Management Commentary
“AEye is pleased to announce that we have signed an LOI with a
global Tier 1 automotive ADAS sensor supplier, which marks the
beginning of a new relationship as part of our capital-light,
automotive-first strategy. We are also excited to unveil Apollo,
the first member of our 4Sight Flex product family that delivers
ultra-long-range performance in an incredibly compact form factor,”
said Matt Fisch, AEye CEO. “We are looking forward to a successful
2024 as we focus on delivering AEye’s innovative technology to the
market with our Tier 1 partners.”
Key Q4 2023 Financial
Highlights
“For the third consecutive quarter, we have reduced our cash
burn rate while maintaining a disciplined approach to expense
management. We entered 2024 with $36.5 million in cash and
marketable securities on our balance sheet, and a cash runway that
we expect extends into 2025,” said Conor Tierney, AEye CFO. “Due to
the previously announced wind down of our industrial product line,
we incurred non-cash impairment charges that negatively impacted
our GAAP financial results, causing a GAAP EPS net loss of $4.44,
but we are pleased to have beaten our non-GAAP EPS net loss
guidance by 10 cents in part due to our continued cost reduction
initiatives in the fourth quarter.”
In December 2023, the company effected a 1-for-30 reverse stock
split and all the financial information disclosed has been adjusted
to account for the revised share count numbers.
- Revenue of $0.1 million in the fourth quarter of 2023.
- GAAP net loss was $(27.8) million, or $(4.44) per share, based
on 6.3 million weighted average common shares outstanding.
- Non-GAAP net loss was $(6.9) million, or $(1.10) per share,
based on 6.3 million weighted average common shares
outstanding.
- Cash, cash equivalents, and marketable securities were $36.5
million as of December 31, 2023.
Conference Call and Webcast
Details
AEye management will hold a conference call today, March 26,
2024, at 2:00 p.m. Pacific Time (5:00 p.m. Eastern Time) to discuss
these results. AEye CEO Matt Fisch and CFO Conor Tierney will host
the call, followed by a question-and-answer session.
The webcast and accompanying slides will be accessible via the
company’s website at https://investors.aeye.ai/.
Access is also available
via:
Conference call: https://bit.ly/3I9gyBa
Webcast: https://bit.ly/3IcfWLi
About AEye
AEye’s unique software-defined lidar solution enables advanced
driver-assistance, vehicle autonomy, smart infrastructure, and
logistics applications that save lives and propel the future of
transportation and mobility. AEye’s 4Sight™ Intelligent Sensing
Platform, with its adaptive sensor-based operating system, focuses
on what matters most: delivering faster, more accurate, and
reliable information. AEye’s 4Sight™ products, built on this
platform, are ideal for dynamic applications which require precise
measurement imaging to ensure safety and performance.
Non-GAAP Financial
Measures
The non-GAAP measures provided in this press release should not
be considered a substitute for, or superior to, measures of
financial performance prepared in accordance with generally
accepted accounting principles (GAAP) in the United States. A
reconciliation between GAAP and non-GAAP financial data is included
in the supplemental financial data attached to this press release.
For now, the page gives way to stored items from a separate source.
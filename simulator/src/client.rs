//! Simulated API clients and statement generation.

use std::sync::atomic::{AtomicU64, Ordering};

use rand::Rng;
use rust_decimal::Decimal;

use fxql_common::CallerId;

/// Codes every rule set accepts, including the conservative fallback.
const CURRENCIES: &[&str] = &["USD", "EUR", "GBP", "JPY", "NGN"];

/// A simulated caller of the gateway.
pub struct SimulatedClient {
    /// Caller identity.
    pub id: CallerId,
    /// Display name.
    pub name: String,
    /// Requests sent so far.
    sent: AtomicU64,
}

impl SimulatedClient {
    /// Create a new simulated client.
    pub fn new(id: impl Into<String>, name: impl Into<String>) -> Self {
        Self {
            id: CallerId::new(id),
            name: name.into(),
            sent: AtomicU64::new(0),
        }
    }

    /// Count one request and return its sequence number.
    pub fn next_sequence(&self) -> u64 {
        self.sent.fetch_add(1, Ordering::Relaxed) + 1
    }

    /// Requests sent so far.
    pub fn sent_count(&self) -> u64 {
        self.sent.load(Ordering::Relaxed)
    }

    /// Idempotency key for the given sequence number.
    pub fn idempotency_key(&self, sequence: u64) -> String {
        format!("{}-{}", self.id, sequence)
    }
}

/// Client factory for creating test callers.
pub struct ClientFactory;

impl ClientFactory {
    /// Create N simulated clients.
    pub fn create_clients(count: usize) -> Vec<SimulatedClient> {
        let client_names = [
            ("CLIENT_A", "Alpha Exchange"),
            ("CLIENT_B", "Bureau de Change"),
            ("CLIENT_C", "Corridor Payments"),
            ("CLIENT_D", "Delta Remit"),
            ("CLIENT_E", "Eastern FX"),
        ];

        (0..count)
            .map(|i| match client_names.get(i) {
                Some((id, name)) => SimulatedClient::new(*id, *name),
                None => SimulatedClient::new(format!("CLIENT_{}", i + 1), format!("Client {}", i + 1)),
            })
            .collect()
    }
}

/// Produces well-formed FXQL statement text.
pub struct StatementGenerator;

impl StatementGenerator {
    /// One random statement.
    pub fn statement<R: Rng>(rng: &mut R) -> String {
        let source = rng.gen_range(0..CURRENCIES.len());
        let mut destination = rng.gen_range(0..CURRENCIES.len());
        while destination == source {
            destination = rng.gen_range(0..CURRENCIES.len());
        }

        let buy = Decimal::new(rng.gen_range(1..10_000_000), 4);
        let sell = buy + Decimal::new(rng.gen_range(0..50_000), 4);
        let cap: u64 = rng.gen_range(0..5_000_000);

        format!(
            "{}-{} {{\n BUY {}\n SELL {}\n CAP {}\n}}",
            CURRENCIES[source], CURRENCIES[destination], buy, sell, cap
        )
    }

    /// `count` random statements separated by blank lines.
    pub fn batch<R: Rng>(rng: &mut R, count: usize) -> String {
        (0..count)
            .map(|_| Self::statement(rng))
            .collect::<Vec<_>>()
            .join("\n\n")
    }
}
Non-GAAP financial measures do not have any standardized meaning
and are therefore unlikely to be comparable to similarly titled
measures presented by other companies. AEye considers these
non-GAAP financial measures to be important because they provide
additional insight into the Company’s on-going performance. The
Company provides this information to investors for a more
consistent basis of comparison and to help investors evaluate the
results of the Company’s on-going operations, and to help enable
more meaningful period-to-period comparisons. Non-GAAP financial
measures are presented only as supplemental information to
understand the Company’s operating results. The non-GAAP financial
measures should not be considered a substitute for financial
information presented in accordance with GAAP.
This press release includes non-GAAP financial measures,
including:
Non-GAAP net loss which is defined as GAAP
net loss plus stock-based compensation, less expenses related to
the registration statements on Forms S-1 and S-3, less change in
fair value of convertible note and warrant liabilities, less gain
from early termination of right-of-use assets, plus one-time
termination benefits and other restructuring costs, plus
non-routine write-downs of inventory, other current assets, and
losses on purchase commitments, plus long-lived asset disposals and
impairment charges, plus expenses related to the Common Stock
Purchase Agreement, plus realized loss on instrument-specific
credit risk, plus stock issuance costs, plus debt issuance costs;
and
Adjusted EBITDA, defined as
non-GAAP net loss plus depreciation and amortization expense, less
interest expense and other, less interest income and other, plus
provision for income tax expense.
Forward-Looking
Statements
Certain statements included in this press release that are not
historical facts are forward-looking statements within the meaning
of the federal securities laws, including the safe harbor
provisions under the United States Private Securities Litigation
Reform Act of 1995. Forward-looking statements are sometimes
accompanied by words such as “believe,” “continue,” “project,”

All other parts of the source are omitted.